### The data
------------------------------------------------

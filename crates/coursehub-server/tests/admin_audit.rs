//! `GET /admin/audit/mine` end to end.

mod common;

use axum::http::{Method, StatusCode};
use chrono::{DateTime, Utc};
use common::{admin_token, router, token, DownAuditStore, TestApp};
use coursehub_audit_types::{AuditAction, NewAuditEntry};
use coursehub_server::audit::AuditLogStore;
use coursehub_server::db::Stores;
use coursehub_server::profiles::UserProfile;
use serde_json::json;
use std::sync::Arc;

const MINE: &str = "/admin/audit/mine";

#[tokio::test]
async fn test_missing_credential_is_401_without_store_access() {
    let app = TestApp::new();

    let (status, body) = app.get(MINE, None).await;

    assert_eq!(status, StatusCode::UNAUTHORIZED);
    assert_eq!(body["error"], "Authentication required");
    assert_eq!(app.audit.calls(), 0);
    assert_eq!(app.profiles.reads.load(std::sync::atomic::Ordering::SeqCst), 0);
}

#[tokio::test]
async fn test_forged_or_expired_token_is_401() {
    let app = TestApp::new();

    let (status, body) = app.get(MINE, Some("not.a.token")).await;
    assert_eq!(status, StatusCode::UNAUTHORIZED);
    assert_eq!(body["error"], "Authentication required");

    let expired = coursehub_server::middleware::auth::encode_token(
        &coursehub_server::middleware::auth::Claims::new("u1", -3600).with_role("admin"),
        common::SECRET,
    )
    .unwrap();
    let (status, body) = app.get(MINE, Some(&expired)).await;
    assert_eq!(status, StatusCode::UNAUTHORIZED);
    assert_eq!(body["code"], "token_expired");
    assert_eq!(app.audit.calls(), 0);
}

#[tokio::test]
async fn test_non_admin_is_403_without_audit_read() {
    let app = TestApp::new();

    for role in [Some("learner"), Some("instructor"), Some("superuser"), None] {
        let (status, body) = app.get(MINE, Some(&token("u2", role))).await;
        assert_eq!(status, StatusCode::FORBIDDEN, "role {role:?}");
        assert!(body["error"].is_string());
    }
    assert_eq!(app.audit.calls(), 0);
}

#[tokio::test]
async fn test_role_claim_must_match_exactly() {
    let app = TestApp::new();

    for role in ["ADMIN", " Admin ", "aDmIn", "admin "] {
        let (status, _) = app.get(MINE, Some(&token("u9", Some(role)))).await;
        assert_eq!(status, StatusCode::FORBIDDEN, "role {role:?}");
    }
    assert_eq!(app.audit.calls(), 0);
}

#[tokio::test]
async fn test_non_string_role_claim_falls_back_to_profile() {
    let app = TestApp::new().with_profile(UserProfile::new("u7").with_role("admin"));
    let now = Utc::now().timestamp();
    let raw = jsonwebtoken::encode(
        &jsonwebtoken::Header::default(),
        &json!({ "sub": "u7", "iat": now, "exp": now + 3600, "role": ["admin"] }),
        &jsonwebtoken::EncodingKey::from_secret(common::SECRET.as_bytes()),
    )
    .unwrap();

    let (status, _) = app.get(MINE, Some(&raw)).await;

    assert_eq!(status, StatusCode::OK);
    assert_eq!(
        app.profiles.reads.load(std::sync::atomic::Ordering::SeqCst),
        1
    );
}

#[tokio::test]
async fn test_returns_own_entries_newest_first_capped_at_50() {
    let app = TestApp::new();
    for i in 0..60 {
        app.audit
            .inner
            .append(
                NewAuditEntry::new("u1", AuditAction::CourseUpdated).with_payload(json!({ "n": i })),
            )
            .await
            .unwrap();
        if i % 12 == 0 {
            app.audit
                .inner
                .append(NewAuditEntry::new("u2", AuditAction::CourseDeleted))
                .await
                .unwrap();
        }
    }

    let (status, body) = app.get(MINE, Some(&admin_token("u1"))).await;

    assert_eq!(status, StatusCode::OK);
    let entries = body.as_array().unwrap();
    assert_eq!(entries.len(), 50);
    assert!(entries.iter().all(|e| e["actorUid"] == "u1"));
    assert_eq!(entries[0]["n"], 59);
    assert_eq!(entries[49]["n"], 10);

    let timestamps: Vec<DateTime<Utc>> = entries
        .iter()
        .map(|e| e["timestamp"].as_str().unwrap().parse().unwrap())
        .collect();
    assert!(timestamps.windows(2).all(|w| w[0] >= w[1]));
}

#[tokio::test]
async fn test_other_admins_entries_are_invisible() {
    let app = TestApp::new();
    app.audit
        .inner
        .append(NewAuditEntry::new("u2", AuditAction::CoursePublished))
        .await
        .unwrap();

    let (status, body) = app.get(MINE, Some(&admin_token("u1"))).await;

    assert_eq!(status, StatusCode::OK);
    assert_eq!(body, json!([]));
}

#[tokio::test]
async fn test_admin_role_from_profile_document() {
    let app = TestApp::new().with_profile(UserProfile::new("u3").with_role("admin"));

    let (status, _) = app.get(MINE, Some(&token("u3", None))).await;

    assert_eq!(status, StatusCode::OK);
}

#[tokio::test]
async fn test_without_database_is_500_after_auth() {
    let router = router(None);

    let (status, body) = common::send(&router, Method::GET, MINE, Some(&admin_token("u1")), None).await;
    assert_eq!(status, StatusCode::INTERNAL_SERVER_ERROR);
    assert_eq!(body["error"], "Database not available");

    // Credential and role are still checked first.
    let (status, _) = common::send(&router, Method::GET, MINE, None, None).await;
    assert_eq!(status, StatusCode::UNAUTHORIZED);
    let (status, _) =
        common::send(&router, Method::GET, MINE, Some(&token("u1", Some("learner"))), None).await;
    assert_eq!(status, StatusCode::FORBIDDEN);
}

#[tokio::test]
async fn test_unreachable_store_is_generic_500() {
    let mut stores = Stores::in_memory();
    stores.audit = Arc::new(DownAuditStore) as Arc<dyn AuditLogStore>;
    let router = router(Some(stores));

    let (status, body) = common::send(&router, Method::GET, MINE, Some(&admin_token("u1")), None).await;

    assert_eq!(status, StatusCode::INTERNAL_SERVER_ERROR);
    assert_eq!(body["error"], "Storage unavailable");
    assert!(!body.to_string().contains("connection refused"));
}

------------------------------------------------

### What is expected
Output all of the entries, exactly as they are written.

### Problem solution
filename crates/coursehub-server/tests/admin_audit.rs
//! `GET /admin/audit/mine` end to end.

mod common;

use axum::http::{Method, StatusCode};
use chrono::{DateTime, Utc};
use common::{admin_token, router, token, DownAuditStore, TestApp};
use coursehub_audit_types::{AuditAction, NewAuditEntry};
use coursehub_server::audit::AuditLogStore;
use coursehub_server::db::Stores;
use coursehub_server::profiles::UserProfile;
use serde_json::json;
use std::sync::Arc;

const MINE: &str = "/admin/audit/mine";

#[tokio::test]
async fn test_missing_credential_is_401_without_store_access() {
    let app = TestApp::new();

    let (status, body) = app.get(MINE, None).await;

    assert_eq!(status, StatusCode::UNAUTHORIZED);
    assert_eq!(body["error"], "Authentication required");
    assert_eq!(app.audit.calls(), 0);
    assert_eq!(app.profiles.reads.load(std::sync::atomic::Ordering::SeqCst), 0);
}

#[tokio::test]
async fn test_forged_or_expired_token_is_401() {
    let app = TestApp::new();

    let (status, body) = app.get(MINE, Some("not.a.token")).await;
    assert_eq!(status, StatusCode::UNAUTHORIZED);
    assert_eq!(body["error"], "Authentication required");

    let expired = coursehub_server::middleware::auth::encode_token(
        &coursehub_server::middleware::auth::Claims::new("u1", -3600).with_role("admin"),
        common::SECRET,
    )
    .unwrap();
    let (status, body) = app.get(MINE, Some(&expired)).await;
    assert_eq!(status, StatusCode::UNAUTHORIZED);
    assert_eq!(body["code"], "token_expired");
    assert_eq!(app.audit.calls(), 0);
}

#[tokio::test]
async fn test_non_admin_is_403_without_audit_read() {
    let app = TestApp::new();

    for role in [Some("learner"), Some("instructor"), Some("superuser"), None] {
        let (status, body) = app.get(MINE, Some(&token("u2", role))).await;
        assert_eq!(status, StatusCode::FORBIDDEN, "role {role:?}");
        assert!(body["error"].is_string());
    }
    assert_eq!(app.audit.calls(), 0);
}

#[tokio::test]
async fn test_role_claim_must_match_exactly() {
    let app = TestApp::new();

    for role in ["ADMIN", " Admin ", "aDmIn", "admin "] {
        let (status, _) = app.get(MINE, Some(&token("u9", Some(role)))).await;
        assert_eq!(status, StatusCode::FORBIDDEN, "role {role:?}");
    }
    assert_eq!(app.audit.calls(), 0);
}

#[tokio::test]
async fn test_non_string_role_claim_falls_back_to_profile() {
    let app = TestApp::new().with_profile(UserProfile::new("u7").with_role("admin"));
    let now = Utc::now().timestamp();
    let raw = jsonwebtoken::encode(
        &jsonwebtoken::Header::default(),
        &json!({ "sub": "u7", "iat": now, "exp": now + 3600, "role": ["admin"] }),
        &jsonwebtoken::EncodingKey::from_secret(common::SECRET.as_bytes()),
    )
    .unwrap();

    let (status, _) = app.get(MINE, Some(&raw)).await;

    assert_eq!(status, StatusCode::OK);
    assert_eq!(
        app.profiles.reads.load(std::sync::atomic::Ordering::SeqCst),
        1
    );
}

#[tokio::test]
async fn test_returns_own_entries_newest_first_capped_at_50() {
    let app = TestApp::new();
    for i in 0..60 {
        app.audit
            .inner
            .append(
                NewAuditEntry::new("u1", AuditAction::CourseUpdated).with_payload(json!({ "n": i })),
            )
            .await
            .unwrap();
        if i % 12 == 0 {
            app.audit
                .inner
                .append(NewAuditEntry::new("u2", AuditAction::CourseDeleted))
                .await
                .unwrap();
        }
    }

    let (status, body) = app.get(MINE, Some(&admin_token("u1"))).await;

    assert_eq!(status, StatusCode::OK);
    let entries = body.as_array().unwrap();
    assert_eq!(entries.len(), 50);
    assert!(entries.iter().all(|e| e["actorUid"] == "u1"));
    assert_eq!(entries[0]["n"], 59);
    assert_eq!(entries[49]["n"], 10);

    let timestamps: Vec<DateTime<Utc>> = entries
        .iter()
        .map(|e| e["timestamp"].as_str().unwrap().parse().unwrap())
        .collect();
    assert!(timestamps.windows(2).all(|w| w[0] >= w[1]));
}

#[tokio::test]
async fn test_other_admins_entries_are_invisible() {
    let app = TestApp::new();
    app.audit
        .inner
        .append(NewAuditEntry::new("u2", AuditAction::CoursePublished))
        .await
        .unwrap();

    let (status, body) = app.get(MINE, Some(&admin_token("u1"))).await;

    assert_eq!(status, StatusCode::OK);
    assert_eq!(body, json!([]));
}

#[tokio::test]
async fn test_admin_role_from_profile_document() {
    let app = TestApp::new().with_profile(UserProfile::new("u3").with_role("admin"));

    let (status, _) = app.get(MINE, Some(&token("u3", None))).await;

    assert_eq!(status, StatusCode::OK);
}

#[tokio::test]
async fn test_without_database_is_500_after_auth() {
    let router = router(None);

    let (status, body) = common::send(&router, Method::GET, MINE, Some(&admin_token("u1")), None).await;
    assert_eq!(status, StatusCode::INTERNAL_SERVER_ERROR);
    assert_eq!(body["error"], "Database not available");

    // Credential and role are still checked first.
    let (status, _) = common::send(&router, Method::GET, MINE, None, None).await;
    assert_eq!(status, StatusCode::UNAUTHORIZED);
    let (status, _) =
        common::send(&router, Method::GET, MINE, Some(&token("u1", Some("learner"))), None).await;
    assert_eq!(status, StatusCode::FORBIDDEN);
}

#[tokio::test]
async fn test_unreachable_store_is_generic_500() {
    let mut stores = Stores::in_memory();
    stores.audit = Arc::new(DownAuditStore) as Arc<dyn AuditLogStore>;
    let router = router(Some(stores));

    let (status, body) = common::send(&router, Method::GET, MINE, Some(&admin_token("u1")), None).await;

    assert_eq!(status, StatusCode::INTERNAL_SERVER_ERROR);
    assert_eq!(body["error"], "Storage unavailable");
    assert!(!body.to_string().contains("connection refused"));
}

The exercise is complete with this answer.